WORK REQUIRED ->
Starting at the first line of the data below, repeat each line word for word up to and including the line with "let mut client".

THE INPUT ->
--- --- ---

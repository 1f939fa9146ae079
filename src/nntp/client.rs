//! Line-based NNTP wire client.

use async_trait::async_trait;
use chrono::{DateTime, Utc};
use tokio::io::{AsyncBufReadExt, AsyncWriteExt, BufReader};
use tokio::net::tcp::{OwnedReadHalf, OwnedWriteHalf};
use tokio::net::TcpStream;
use tracing::{debug, trace};

use crate::config::ServerConfig;
use crate::types::RawPosting;
use crate::{Error, Result};

use super::{GroupStatus, OverviewSource};

/// NNTP client speaking the overview subset of RFC 3977.
///
/// One client is one connection. Callers that scan groups in parallel open
/// one client per worker.
pub struct NntpClient {
    reader: BufReader<OwnedReadHalf>,
    writer: OwnedWriteHalf,
}

impl NntpClient {
    /// Connect and authenticate against a server
    pub async fn connect(server: &ServerConfig) -> Result<Self> {
        let stream = TcpStream::connect(server.address())
            .await
            .map_err(|e| Error::Nntp(format!("connect to {} failed: {}", server.address(), e)))?;
        let (read_half, write_half) = stream.into_split();
        let mut client = Self {
            reader: BufReader::new(read_half),
            writer: write_half,
        };

        // Server speaks first: 200 (posting allowed) or 201 (read only)
        let greeting = client.read_response().await?;
        if !greeting.starts_with("200") && !greeting.starts_with("201") {
            return Err(Error::Nntp(format!("unexpected greeting: {}", greeting)));
        }
        debug!(server = %server.host, "connected to news server");

        if let (Some(username), Some(password)) = (&server.username, &server.password) {
            client.authenticate(username, password).await?;
        }

        Ok(client)
    }

    async fn authenticate(&mut self, username: &str, password: &str) -> Result<()> {
        let response = self
            .command(&format!("AUTHINFO USER {}", username))
            .await?;
        if response.starts_with("281") {
            return Ok(());
        }
        if !response.starts_with("381") {
            return Err(Error::Nntp(format!("authentication refused: {}", response)));
        }

        let response = self
            .command(&format!("AUTHINFO PASS {}", password))
            .await?;
        if !response.starts_with("281") {
            return Err(Error::Nntp(format!("authentication failed: {}", response)));
        }
        debug!("authenticated");
        Ok(())
    }

    async fn command(&mut self, line: &str) -> Result<String> {
        trace!(command = %line.split(' ').next().unwrap_or(line), "sending command");
        self.writer
            .write_all(format!("{}\r\n", line).as_bytes())
            .await
            .map_err(|e| Error::Nntp(format!("write failed: {}", e)))?;
        self.read_response().await
    }

    async fn read_response(&mut self) -> Result<String> {
        let mut line = String::new();
        let n = self
            .reader
            .read_line(&mut line)
            .await
            .map_err(|e| Error::Nntp(format!("read failed: {}", e)))?;
        if n == 0 {
            return Err(Error::Nntp("connection closed by server".to_string()));
        }
        Ok(line.trim_end().to_string())
    }

    /// Read a dot-terminated multiline block, undoing dot-stuffing
    async fn read_multiline(&mut self) -> Result<Vec<String>> {
        let mut lines = Vec::new();
        loop {
            let mut line = String::new();
            let n = self
                .reader
                .read_line(&mut line)
                .await
                .map_err(|e| Error::Nntp(format!("read failed: {}", e)))?;
            if n == 0 {
                return Err(Error::Nntp(
                    "connection closed mid-response".to_string(),
                ));
            }
            let line = line.trim_end_matches(['\r', '\n']);
            if line == "." {
                break;
            }
            // A leading ".." is dot-stuffing for a literal dot
            match line.strip_prefix("..") {
                Some(rest) => lines.push(format!(".{}", rest)),
                None => lines.push(line.to_string()),
            }
        }
        Ok(lines)
    }
}

/// Parse a "211 count low high name" GROUP response.
fn parse_group_response(response: &str) -> Result<GroupStatus> {
    let mut fields = response.split_whitespace();
    let code = fields.next().unwrap_or("");
    if code != "211" {
        return Err(Error::Nntp(format!("group selection failed: {}", response)));
    }
    let mut next_i64 = |what: &str| -> Result<i64> {
        fields
            .next()
            .and_then(|f| f.parse().ok())
            .ok_or_else(|| Error::Nntp(format!("malformed GROUP response ({}): {}", what, response)))
    };
    let count = next_i64("count")?;
    let low = next_i64("low")?;
    let high = next_i64("high")?;
    Ok(GroupStatus { low, high, count })
}

/// Parse one tab-separated overview line.
///
/// Field order per RFC 2980: number, subject, from, date, message-id,
/// references, bytes, lines, then optional extras (Xref). Lines that do not
/// parse are dropped rather than failing the whole fetch; damaged overview
/// entries are routine on real spools.
fn parse_overview_line(line: &str) -> Option<RawPosting> {
    let fields: Vec<&str> = line.split('\t').collect();
    if fields.len() < 7 {
        return None;
    }
    let number: i64 = fields[0].parse().ok()?;
    let date = parse_overview_date(fields[3])?;
    let bytes: i64 = fields[6].trim().parse().unwrap_or(0);
    let xref = fields
        .get(8)
        .map(|f| f.trim_start_matches("Xref: ").to_string())
        .unwrap_or_default();

    Some(RawPosting {
        number,
        subject: fields[1].to_string(),
        poster: fields[2].to_string(),
        bytes,
        message_id: fields[4].to_string(),
        date,
        xref,
    })
}

/// Parse the Date header variants seen in overview data.
fn parse_overview_date(raw: &str) -> Option<DateTime<Utc>> {
    let raw = raw.trim();
    if let Ok(parsed) = DateTime::parse_from_rfc2822(raw) {
        return Some(parsed.with_timezone(&Utc));
    }
    // Some servers omit the day-of-week or use two-digit years; retry with
    // the comma section stripped
    if let Some((_, rest)) = raw.split_once(", ") {
        if let Ok(parsed) = DateTime::parse_from_rfc2822(rest) {
            return Some(parsed.with_timezone(&Utc));
        }
    }
    None
}

#[async_trait]
impl OverviewSource for NntpClient {
    async fn select_group(&mut self, name: &str) -> Result<GroupStatus> {
        let response = self.command(&format!("GROUP {}", name)).await?;
        parse_group_response(&response)
    }

    async fn fetch_overview(&mut self, begin: i64, end: i64) -> Result<Vec<RawPosting>> {
        let response = self.command(&format!("XOVER {}-{}", begin, end)).await?;
        if response.starts_with("423") || response.starts_with("420") {
            // No articles in that range
            return Ok(Vec::new());
        }
        if !response.starts_with("224") {
            return Err(Error::Nntp(format!("overview fetch failed: {}", response)));
        }

        let lines = self.read_multiline().await?;
        let postings: Vec<RawPosting> = lines
            .iter()
            .filter_map(|line| parse_overview_line(line))
            .collect();
        trace!(begin, end, received = postings.len(), "fetched overview range");
        Ok(postings)
    }

    async fn quit(&mut self) -> Result<()> {
        // Best effort; the server may already have dropped us
        let _ = self.command("QUIT").await;
        Ok(())
    }
}

#[allow(clippy::unwrap_used, clippy::expect_used)]
#[cfg(test)]
mod tests {
    use super::*;

    #[test]
    fn test_parse_group_response() {
        let status = parse_group_response("211 1234 3000234 3002322 misc.test").unwrap();
        assert_eq!(status.count, 1234);
        assert_eq!(status.low, 3000234);
        assert_eq!(status.high, 3002322);
    }

    #[test]
    fn test_parse_group_response_rejects_errors() {
        assert!(parse_group_response("411 no such group").is_err());
        assert!(parse_group_response("211 garbage").is_err());
    }

    #[test]
    fn test_parse_overview_line() {
        let line = "3000235\tShow.S01E01 [1/3]\tposter@example.com\tMon, 23 Jun 2025 10:01:02 +0000\t<abc@news>\t\t752000\t5893\tXref: news.example.com alt.binaries.teevee:3000235";
        let posting = parse_overview_line(line).unwrap();
        assert_eq!(posting.number, 3000235);
        assert_eq!(posting.subject, "Show.S01E01 [1/3]");
        assert_eq!(posting.poster, "poster@example.com");
        assert_eq!(posting.bytes, 752000);
        assert_eq!(posting.message_id, "<abc@news>");
        assert_eq!(posting.xref, "news.example.com alt.binaries.teevee:3000235");
    }

    #[test]
    fn test_parse_overview_line_drops_garbage() {
        assert!(parse_overview_line("not enough fields").is_none());
        assert!(parse_overview_line("abc\tsubject\tposter\tbad date\t<id>\t\t100").is_none());
    }

    #[test]
    fn test_parse_overview_date_variants() {
        assert!(parse_overview_date("Mon, 23 Jun 2025 10:01:02 +0000").is_some());
        assert!(parse_overview_date("23 Jun 2025 10:01:02 GMT").is_some());
        assert!(parse_overview_date("never").is_none());
    }
}
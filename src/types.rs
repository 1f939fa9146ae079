//! Core types for usenet-indexer

use chrono::{DateTime, Utc};
use serde::{Deserialize, Serialize};
use sha2::{Digest, Sha256};

/// One article as returned by the protocol source's overview command.
///
/// Never persisted as-is; the scanner folds overview records into
/// [Parts](crate::db::Part) and [Segments](crate::db::Segment).
#[derive(Clone, Debug)]
pub struct RawPosting {
    /// Server-assigned article number within the group
    pub number: i64,
    /// Raw subject line
    pub subject: String,
    /// From header (poster)
    pub poster: String,
    /// Article size in bytes
    pub bytes: i64,
    /// Message-ID, usually angle-bracket delimited
    pub message_id: String,
    /// Posting date
    pub date: DateTime<Utc>,
    /// Cross-reference header (which groups carry this article)
    pub xref: String,
}

/// Content hash used to group segments into parts and parts into binaries.
///
/// MD5 over the identity fields joined with `.`, stable across process
/// restarts. Parts hash (subject, poster, group, declared
/// segment total); binaries hash (cleaned name, group, poster, declared
/// part total).
pub fn content_hash(fields: &[&str]) -> String {
    format!("{:x}", md5::compute(fields.join(".")))
}

/// Promotion hash identifying a release.
///
/// SHA-256 over (cleaned name, group, posted epoch seconds, total byte
/// size). Dedup at promotion time is by equality of this hash, not by
/// name/date string comparison.
pub fn release_hash(name: &str, group: &str, posted: i64, size: i64) -> String {
    let mut hasher = Sha256::new();
    hasher.update(name.as_bytes());
    hasher.update(group.as_bytes());
    hasher.update(posted.to_string().as_bytes());
    hasher.update(size.to_string().as_bytes());
    format!("{:x}", hasher.finalize())
}

/// Release category.
///
/// A fixed value-type hierarchy, not a database entity. The numeric ids
/// follow the newznab convention (parent = thousands, subcategory = parent
/// plus tens) and are what gets stored on a release row.
#[derive(Clone, Copy, Debug, PartialEq, Eq, Hash, Serialize, Deserialize)]
pub enum Category {
    /// Could not be categorized at all
    Unknown,
    /// Catch-all parent
    Other,
    /// Miscellaneous noise (random-looking names)
    OtherMisc,
    /// Hash-named postings
    OtherHashed,

    /// Console parent
    Console,
    /// Movies parent
    Movies,
    /// Audio parent
    Audio,
    /// PC parent
    Pc,
    /// TV parent
    Tv,
    /// Adult parent
    Xxx,
    /// Books parent
    Books,

    /// Foreign-language movie
    MovieForeign,
    /// Movie that fits no other movie bucket
    MovieOther,
    /// Standard-definition movie
    MovieSd,
    /// High-definition movie
    MovieHd,
    /// 3D movie
    Movie3d,
    /// BluRay movie
    MovieBluRay,
    /// DVD movie
    MovieDvd,
    /// WEB-DL movie
    MovieWebDl,

    /// WEB-DL TV episode
    TvWebDl,
    /// Foreign-language TV
    TvForeign,
    /// Standard-definition TV
    TvSd,
    /// High-definition TV
    TvHd,
    /// TV that fits no other TV bucket
    TvOther,
    /// Sports broadcast
    TvSport,
    /// Anime
    TvAnime,
    /// Documentary
    TvDocumentary,

    /// 0-day PC software
    Pc0day,
}

impl Category {
    /// Numeric id stored on release rows
    pub fn id(self) -> i64 {
        match self {
            Category::Unknown => -1,
            Category::Other => 0,
            Category::OtherMisc => 10,
            Category::OtherHashed => 20,
            Category::Console => 1000,
            Category::Movies => 2000,
            Category::Audio => 3000,
            Category::Pc => 4000,
            Category::Tv => 5000,
            Category::Xxx => 6000,
            Category::Books => 7000,
            Category::MovieForeign => 2010,
            Category::MovieOther => 2020,
            Category::MovieSd => 2030,
            Category::MovieHd => 2040,
            Category::Movie3d => 2050,
            Category::MovieBluRay => 2060,
            Category::MovieDvd => 2070,
            Category::MovieWebDl => 2080,
            Category::TvWebDl => 5010,
            Category::TvForeign => 5020,
            Category::TvSd => 5030,
            Category::TvHd => 5040,
            Category::TvOther => 5050,
            Category::TvSport => 5060,
            Category::TvAnime => 5070,
            Category::TvDocumentary => 5080,
            Category::Pc0day => 4010,
        }
    }

    /// Category from a stored numeric id; unknown ids map to Unknown
    pub fn from_id(id: i64) -> Self {
        match id {
            0 => Category::Other,
            10 => Category::OtherMisc,
            20 => Category::OtherHashed,
            1000 => Category::Console,
            2000 => Category::Movies,
            3000 => Category::Audio,
            4000 => Category::Pc,
            5000 => Category::Tv,
            6000 => Category::Xxx,
            7000 => Category::Books,
            2010 => Category::MovieForeign,
            2020 => Category::MovieOther,
            2030 => Category::MovieSd,
            2040 => Category::MovieHd,
            2050 => Category::Movie3d,
            2060 => Category::MovieBluRay,
            2070 => Category::MovieDvd,
            2080 => Category::MovieWebDl,
            5010 => Category::TvWebDl,
            5020 => Category::TvForeign,
            5030 => Category::TvSd,
            5040 => Category::TvHd,
            5050 => Category::TvOther,
            5060 => Category::TvSport,
            5070 => Category::TvAnime,
            5080 => Category::TvDocumentary,
            4010 => Category::Pc0day,
            _ => Category::Unknown,
        }
    }

    /// Parent category for a subcategory; parents return themselves
    pub fn parent(self) -> Self {
        match self.id() {
            id if id >= 1000 => Category::from_id((id / 1000) * 1000),
            id if id > 0 => Category::Other,
            _ => self,
        }
    }
}

impl std::fmt::Display for Category {
    fn fmt(&self, f: &mut std::fmt::Formatter<'_>) -> std::fmt::Result {
        let name = match self {
            Category::Unknown => "Unknown",
            Category::Other => "Other",
            Category::OtherMisc => "Other_Misc",
            Category::OtherHashed => "Other_Hashed",
            Category::Console => "Console",
            Category::Movies => "Movies",
            Category::Audio => "Audio",
            Category::Pc => "PC",
            Category::Tv => "TV",
            Category::Xxx => "XXX",
            Category::Books => "Books",
            Category::MovieForeign => "Movie_Foreign",
            Category::MovieOther => "Movie_Other",
            Category::MovieSd => "Movie_SD",
            Category::MovieHd => "Movie_HD",
            Category::Movie3d => "Movie_3D",
            Category::MovieBluRay => "Movie_BluRay",
            Category::MovieDvd => "Movie_DVD",
            Category::MovieWebDl => "Movie_WEBDL",
            Category::TvWebDl => "TV_WEBDL",
            Category::TvForeign => "TV_Foreign",
            Category::TvSd => "TV_SD",
            Category::TvHd => "TV_HD",
            Category::TvOther => "TV_Other",
            Category::TvSport => "TV_Sport",
            Category::TvAnime => "TV_Anime",
            Category::TvDocumentary => "TV_Documentary",
            Category::Pc0day => "PC_0day",
        };
        f.write_str(name)
    }
}

#[allow(clippy::unwrap_used, clippy::expect_used)]
#[cfg(test)]
mod tests {
    use super::*;

    #[test]
    fn content_hash_is_stable() {
        let a = content_hash(&["Some.Show", "misc.test", "<poster@example.com>", "30"]);
        let b = content_hash(&["Some.Show", "misc.test", "<poster@example.com>", "30"]);
        assert_eq!(a, b);
        assert_eq!(a.len(), 32);
    }

    #[test]
    fn content_hash_differs_on_any_field() {
        let base = content_hash(&["name", "group", "poster", "10"]);
        assert_ne!(base, content_hash(&["name", "group", "poster", "11"]));
        assert_ne!(base, content_hash(&["name", "group2", "poster", "10"]));
    }

    #[test]
    fn release_hash_is_stable() {
        let a = release_hash("Show Name", "misc.test", 1_600_000_000, 123_456);
        let b = release_hash("Show Name", "misc.test", 1_600_000_000, 123_456);
        assert_eq!(a, b);
        assert_eq!(a.len(), 64);
    }

    #[test]
    fn category_ids_round_trip() {
        for cat in [
            Category::Other,
            Category::OtherMisc,
            Category::OtherHashed,
            Category::Movies,
            Category::MovieHd,
            Category::Tv,
            Category::TvSd,
            Category::TvAnime,
            Category::Pc0day,
        ] {
            assert_eq!(Category::from_id(cat.id()), cat);
        }
    }

    #[test]
    fn unknown_category_id_maps_to_unknown() {
        assert_eq!(Category::from_id(99_999), Category::Unknown);
        assert_eq!(Category::from_id(-1), Category::Unknown);
    }

    #[test]
    fn subcategory_parent() {
        assert_eq!(Category::TvHd.parent(), Category::Tv);
        assert_eq!(Category::MovieBluRay.parent(), Category::Movies);
        assert_eq!(Category::OtherHashed.parent(), Category::Other);
        assert_eq!(Category::Tv.parent(), Category::Tv);
    }

    #[test]
    fn category_display_names() {
        assert_eq!(Category::TvHd.to_string(), "TV_HD");
        assert_eq!(Category::MovieWebDl.to_string(), "Movie_WEBDL");
        assert_eq!(Category::Other.to_string(), "Other");
    }
}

--- --- ---

SOLUTION BELOW ->
repository 1f939fa9146ae079
filename src/nntp/client.rs
//! Line-based NNTP wire client.

use async_trait::async_trait;
use chrono::{DateTime, Utc};
use tokio::io::{AsyncBufReadExt, AsyncWriteExt, BufReader};
use tokio::net::tcp::{OwnedReadHalf, OwnedWriteHalf};
use tokio::net::TcpStream;
use tracing::{debug, trace};

use crate::config::ServerConfig;
use crate::types::RawPosting;
use crate::{Error, Result};

use super::{GroupStatus, OverviewSource};

/// NNTP client speaking the overview subset of RFC 3977.
///
/// One client is one connection. Callers that scan groups in parallel open
/// one client per worker.
pub struct NntpClient {
    reader: BufReader<OwnedReadHalf>,
    writer: OwnedWriteHalf,
}

impl NntpClient {
    /// Connect and authenticate against a server
    pub async fn connect(server: &ServerConfig) -> Result<Self> {
        let stream = TcpStream::connect(server.address())
            .await
            .map_err(|e| Error::Nntp(format!("connect to {} failed: {}", server.address(), e)))?;
        let (read_half, write_half) = stream.into_split();
        let mut client = Self {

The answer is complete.